Microsoft plans to release details soon on the Bing Fund for start-ups and entrepreneurs, an initiative to foster a community based on search and social services.
Recent announcements, such as the integration of social into Bing, along with the appointment of Rahul Sood as general manager of Bing Fund from the Xbox entertainment business group, suggest a combined focus.
Sood joined Microsoft after selling VoodooPC to Hewlett-Packard in 2011. As general manager, Sood will create and nurture the new program in Bing.
While Bing declined to comment, clues tweeted from the Twitter handle @BingFund, such as "pitch decks should be small / don't jam too much text per page / videos are nice," suggest that the company continues to dig deep into the project.
Microsoft has built software and cloud computing businesses on developer communities. Now it will try to do the same for Bing and Xbox. Creating a community has been a daunting task for technology vendors," according to Rob Enderle, principal analyst at the Enderle Group. He said it's difficult for engineers to wrap their minds around what it takes to create and nurture a community of search.
Building a community around search sounds interesting, Enderle said. "People don't typically get together and chat about what they search about, but we do share a lot of the stuff we find," he said. "That points to the core of Facebook, Pinterest and Twitter."

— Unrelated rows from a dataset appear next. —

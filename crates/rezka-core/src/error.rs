//! Error types for the rezka client
//!
//! Provides a single error enum with human-readable messages
//! and Tauri-compatible serialization.

use serde::{Serialize, Serializer};
use thiserror::Error;

/// Error type for all rezka client operations
///
/// Implements Display for human-readable messages and Serialize
/// for Tauri command compatibility.
#[derive(Error, Debug)]
pub enum RezkaError {
    /// HTTP request failed (connection, timeout, body read)
    #[error("HTTP request failed: {0}")]
    HttpError(#[from] reqwest::Error),

    /// Response body was not valid JSON
    #[error("Invalid JSON response: {0}")]
    JsonError(#[from] serde_json::Error),

    /// Server answered with a non-success status
    #[error("Unexpected status {status} from {url}")]
    Status { status: u16, url: String },

    /// Server answered 404
    #[error("Not found: {0}")]
    NotFound(String),

    /// Rate limited by server (HTTP 429)
    #[error("Rate limited - too many requests")]
    RateLimited,

    /// Invalid URL format
    #[error("Invalid URL: {0}")]
    InvalidUrl(String),

    /// Mirror list cannot be used for resolution
    #[error("Invalid mirror list: {0}")]
    InvalidMirrorList(String),

    /// Backend returned a payload with an `error` field
    #[error("Backend error: {0}")]
    Backend(String),

    /// JSON was valid but did not have the expected shape
    #[error("Unexpected response shape: {0}")]
    Decode(String),
}

impl Serialize for RezkaError {
    fn serialize<S>(&self, serializer: S) -> std::result::Result<S::Ok, S::Error>
    where
        S: Serializer,
    {
        serializer.serialize_str(&self.to_string())
    }
}

/// Result type alias for rezka client operations
pub type Result<T> = std::result::Result<T, RezkaError>;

Enderle said Facebook doesn't realize what it created. A gaming community gravitates around games, which becomes a group naturally. Building, maintaining and nurturing a community does not come easily to engineers and developers, he said.
"Apple is really the only company that has done it successfully for a long time," he said.
Games drive the Xbox community. With the release of Kinect for Windows earlier this year, Microsoft released the Kinect Accelerator, a three-month incubator program and joint venture with start-up incubator TechStars to support companies wanting to build the platform into applications.
Companies would get a chance to work with a mentor from Microsoft Research, Microsoft Studios, Kinect for Windows and the Xbox team. They also receive advice from entrepreneurs and venture capitalists. The program chose 11 finalists out of nearly 500 applicants.